Moo Orders Milk

Moo Orders Milk

Monday, October 31, 2005

Heraclitus' Cold Feet

“Into a river you can’t step twice,”

Heraclitus declaimed his sage advice.

“You can stand on the land

And dance on the strand,

But 'NO WADING!'

unless it's on ice."






*Note:

"The river
Where you set
Your foot just now
Is gone---
Those waters
Giving way to this,
Now this.
"

Fragments: The Collected Wisdom of Heraclitus, Translated by Brooks Haxton.

Thursday, October 20, 2005

Patterns--What Could Be Simpler?


I read in a recent issue of New Scientist, that aging, which may bring with it memory loss, Alzheimer’s, dementia, and a boat load of other mental maladies does have one benefit: increased “pattern recognition.” Yep, as one gets older, a lot of things get dimmer and fade away, but apparently one of the few things that gets, or at least can get, stronger and brighter is pattern recognition, which Laura Spiney the author of the article “Golden Oldies”(New Scientist, August 13, 2005) says is a critical component of problem-solving skills. “Pattern recognition is useful for solving problems. It is the ability to see that the object or problem confronting you belongs to a group of similar objects, and is therefore likely to have similar properties. So you can solve the problem on the basis of prior experience, without knowing very much about it. So, you see, as we get older, we get more capable of solving problems. In our wizened years, we are able to see that a given problem, let us call it problem “X,” is quite like other problems that we’ve encountered, like say, problems “U, V, and W”. If, in the past, we solved “U, V and W” with strategy “A”, strategy “A” might be able to solve our current problem “X”. (Unless of course, problem “X” is a bit different and is really more like problem “Y”, in which case, given my increasingly powerful pattern recognition capabilities, I will note that problem “X” is more amenable to strategy “B”.) So in this case, where I might have used Strategy “A”, instead I will use strategy “B”. But wait a minute! What if strategy “B” has been better used with problems “R, S, and T?” Strategy “B” will not work with “U, V, and W”. Any ol’ fool can see that! No, “U, V, and W” will require a much more subtle strategic approach. It will require strategy “C”. So, in order to make the long story of pattern recognition, a short story, problem “X,”---which I originally thought looked like problems “U, V, and W,” but which in fact, looks much more like problems “R, S and T”--- will be solved, not by strategy “A,” or “B,” but by strategy “C”! I will solve problem “X” with strategy “C”! Voila! There you have it. The amazing story of how, as we get older, all problems are the same. And all we really need to do, is use the same solution for whatever problem we may encounter. From now on, you, like I, will benefit from solving all of our problems with the same solution. What could be simpler?

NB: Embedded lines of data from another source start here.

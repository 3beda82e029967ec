//! # Atelier Keys
//!
//! Identity codec for the Atelier registry.
//!
//! The registry stores a builder's public key in a recoverable two-part form:
//! the 32-byte X coordinate plus a one-bit Y parity. This crate converts
//! between that stored form and the usual SEC1 encodings, derives registry
//! addresses, and generates fresh key material for the CLI:
//!
//! - [`encode_public_key`]: raw SEC1 hex → `(parity, key bytes)`
//! - [`decode_public_key`] / [`decompress_public_key`]: the inverse direction
//! - [`export_public_key`]: private scalar hex → `(parity, key bytes)`
//! - [`derive_address`]: registered key → 20-byte builder address
//! - [`generate_keypair`]: fresh random identity
//!
//! All functions are pure; the registry itself never calls into this crate.

#![forbid(unsafe_code)]
#![warn(missing_docs, rust_2018_idioms, clippy::all)]

mod codec;
mod hash;

pub use codec::{
    decode_public_key, decompress_public_key, derive_address, encode_public_key,
    export_public_key, generate_keypair, SigningSecret,
};
pub use hash::keccak256;
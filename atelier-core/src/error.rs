//! Error types for Atelier.
//!
//! One `thiserror` hierarchy covers the registry's rejection reasons and the
//! collaborator failures around it. Registry operations fail fast on the
//! first violated precondition and never mutate state on a failure path.

use thiserror::Error;

/// Result type alias using `AtelierError`.
pub type Result<T> = std::result::Result<T, AtelierError>;

/// Main error type for all Atelier operations.
#[derive(Debug, Error)]
pub enum AtelierError {
    // ═══════════════════════════════════════════════════════════════════════════
    // REGISTRY REJECTIONS
    // ═══════════════════════════════════════════════════════════════════════════

    /// Caller lacks builder status.
    #[error("only builders are allowed to execute this")]
    NotBuilder,

    /// Target address is already a registered builder.
    #[error("builder already exists")]
    BuilderExists,

    /// Target address already has a pending join request.
    #[error("builder already requested to join")]
    AlreadyRequested,

    /// Operation targets an address with no pending join request.
    #[error("address has not created a join request; use add_builder instead")]
    NoSuchRequest,

    /// Positional accessor past the end of the collection.
    #[error("index {index} out of range for length {len}")]
    IndexOutOfRange {
        /// The requested position.
        index: usize,
        /// The collection length at the time of the call.
        len: usize,
    },

    // ═══════════════════════════════════════════════════════════════════════════
    // IDENTITY ERRORS
    // ═══════════════════════════════════════════════════════════════════════════

    /// Malformed public or private key input.
    #[error("invalid key encoding: {0}")]
    InvalidKeyEncoding(String),

    /// Malformed builder address.
    #[error("invalid address: {0}")]
    InvalidAddress(String),

    // ═══════════════════════════════════════════════════════════════════════════
    // CONTENT STORAGE ERRORS
    // ═══════════════════════════════════════════════════════════════════════════

    /// Content upload failed (network or auth error). Never retried.
    #[error("upload failed: {0}")]
    UploadFailed(String),

    /// Content download failed after exhausting retries.
    #[error("download failed for content '{cid}': {reason}")]
    DownloadFailed {
        /// The content identifier that could not be retrieved.
        cid: String,
        /// Why the final attempt failed.
        reason: String,
    },

    /// Malformed content identifier.
    #[error("invalid content id: {0}")]
    InvalidCid(String),

    /// Retrieved content could not be decrypted with the supplied secret.
    #[error("decryption failed: {0}")]
    DecryptionFailed(String),

    // ═══════════════════════════════════════════════════════════════════════════
    // SERIALIZATION ERRORS
    // ═══════════════════════════════════════════════════════════════════════════

    /// Invalid hex encoding.
    #[error("invalid hex encoding: {0}")]
    HexError(#[from] hex::FromHexError),

    /// JSON serialization/deserialization error.
    #[error("JSON error: {0}")]
    JsonError(#[from] serde_json::Error),

    // ═══════════════════════════════════════════════════════════════════════════
    // AMBIENT ERRORS
    // ═══════════════════════════════════════════════════════════════════════════

    /// File I/O error.
    #[error("I/O error: {0}")]
    IoError(#[from] std::io::Error),

    /// HTTP request failed.
    #[error("HTTP request failed: {0}")]
    HttpError(String),

    /// Configuration error.
    #[error("configuration error: {0}")]
    ConfigError(String),

    /// Internal invariant violation (should never happen).
    #[error("internal error: {0}")]
    InternalError(String),
}

impl AtelierError {
    /// Returns true if this is a registry rejection — an operation refused by
    /// a precondition check, leaving state untouched.
    pub fn is_rejection(&self) -> bool {
        matches!(
            self,
            AtelierError::NotBuilder
                | AtelierError::BuilderExists
                | AtelierError::AlreadyRequested
                | AtelierError::NoSuchRequest
                | AtelierError::IndexOutOfRange { .. }
        )
    }

    /// Returns true if this error is recoverable (a retry may succeed).
    ///
    /// Registry rejections are deterministic and never recoverable; only
    /// transport-level failures qualify.
    pub fn is_recoverable(&self) -> bool {
        matches!(self, AtelierError::HttpError(_))
    }
}
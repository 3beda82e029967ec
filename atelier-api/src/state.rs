//! App state: registry seeded with the founding builder, config.

use atelier_core::error::Result;
use atelier_core::types::BuilderRecord;
use atelier_keys::{derive_address, encode_public_key};
use atelier_registry::BuilderRegistry;

/// Well-known development key (the secp256k1 generator point). Override in
/// production via `ATELIER_OWNER_PUBLIC_KEY`.
const DEFAULT_OWNER_KEY: &str = "0479be667ef9dcbbac55a06295ce870b07029bfcdb2dce28d959f2815b16f81798483ada7726a3c4655da4fbfc0e1108a8fd17b448a68554199c47d08ffb10d4b8";

/// API server configuration.
#[derive(Clone, Debug)]
pub struct ApiConfig {
    /// Founding builder address (`0x…`); derived from the key when unset.
    pub owner_address: Option<String>,
    /// Founding builder public key (raw SEC1 hex).
    pub owner_public_key: String,
}

impl Default for ApiConfig {
    fn default() -> Self {
        Self {
            owner_address: None,
            owner_public_key: DEFAULT_OWNER_KEY.into(),
        }
    }
}

impl ApiConfig {
    /// Reads configuration from the environment (and `.env` if present).
    pub fn from_env() -> Self {
        let _ = dotenvy::dotenv();

        Self {
            owner_address: std::env::var("ATELIER_OWNER_ADDRESS").ok(),
            owner_public_key: std::env::var("ATELIER_OWNER_PUBLIC_KEY")
                .unwrap_or_else(|_| DEFAULT_OWNER_KEY.into()),
        }
    }
}

/// Shared server state.
pub struct AppState {
    /// Active configuration.
    pub config: ApiConfig,
    /// The registry, seeded with the founding builder.
    pub registry: BuilderRegistry,
}

impl AppState {
    /// Builds the state, constructing the founding builder from config.
    pub fn new(config: ApiConfig) -> Result<Self> {
        let key = encode_public_key(&config.owner_public_key)?;
        let address = match &config.owner_address {
            Some(raw) => raw.parse()?,
            None => derive_address(&key)?,
        };

        Ok(Self {
            registry: BuilderRegistry::new(BuilderRecord::new(address, key)),
            config,
        })
    }
}

#[cfg(test)]
mod tests {
    use super::*;

    #[test]
    fn test_default_config_seeds_founder() {
        let state = AppState::new(ApiConfig::default()).unwrap();
        assert_eq!(state.registry.builders_len(), 1);

        // the default dev key derives the well-known address of scalar 1
        let founder = state.registry.builder_at(0).unwrap();
        assert_eq!(founder.to_hex(), "0x7e5f4552091a69125d5dfcb7b8c2659029395bdf");
    }

    #[test]
    fn test_explicit_owner_address_wins() {
        let config = ApiConfig {
            owner_address: Some(format!("0x{}", "11".repeat(20))),
            ..ApiConfig::default()
        };
        let state = AppState::new(config).unwrap();
        assert_eq!(
            state.registry.builder_at(0).unwrap().to_hex(),
            format!("0x{}", "11".repeat(20))
        );
    }

    #[test]
    fn test_bad_owner_key_is_rejected() {
        let config = ApiConfig {
            owner_address: None,
            owner_public_key: "beef".into(),
        };
        assert!(AppState::new(config).is_err());
    }
}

Saturday, October 15, 2005

Told You Not to Wander 'Round in the Dark


It has been raining here for 7 or 8 days. It’s Biblical. Last night, I walked Stanley in the pouring rain and howling wind. The trees were heavy with rain, their leaves pulled down by a conspiracy of gravity and damp weariness. Stanley was happy, as he padded around looking for the right place to leave his doggy signature. I wore headphones and listened to the recent release of Cream Live at the Royal Albert Hall (2005). The streetlight at the corner had gone out, and as I rounded the bend with Stanley pulling at his leash, everything was ink black, sopping wet, and horror-movieish. The song "Badge" was on, a song originally written 35 years ago, or more, by Mr. Clapton and George Harrison. "I told you not to wander round in the dark. I told you about the swans that they live in the park. Then I told you about a kid, now he's married to Mabel." What does this mean? I don’t know. Shouldn't I be reciting Yeats instead? Jeez. The curse of the 60s. It’s my music, like it or not. The driving base, the searing lead guitar. The inane lyrics that seem, somehow, to speak to me—across the years--- with some poignant meaning, despite their inanity. The rain, the rain, the damn rain driving down. The dog looking for a place to poop, but he too, now growing weary of the rain. "I'm talking about a girl that looks quite like you. She didn’t have the time to wait in the queue. She cried away her life since she fell off the cradle." At least the trees are beautiful with the night all tangled up in them. An invisible beauty I need to imagine, because it is too damn black and windy for me see much, nor to linger here long. “You’d better pick yourself up off the ground, before they bring the curtain down. Maybe this is a song about death? About the ineluctable fate that everyone must confront. Who cares if the 60s are 40 years in the past. Who cares that the past has passed. There is only a past for those who are living. For the dead there is nothing, not even nothing, because the deceased are no more. Auden: “What Happens to the living when we die?/Death is not understood by death; nor you, nor I.” Stanley, almost invisible in his poodle blackness, decides he’s had enough and tugs me in the direction of home. Which way is that, Stanley?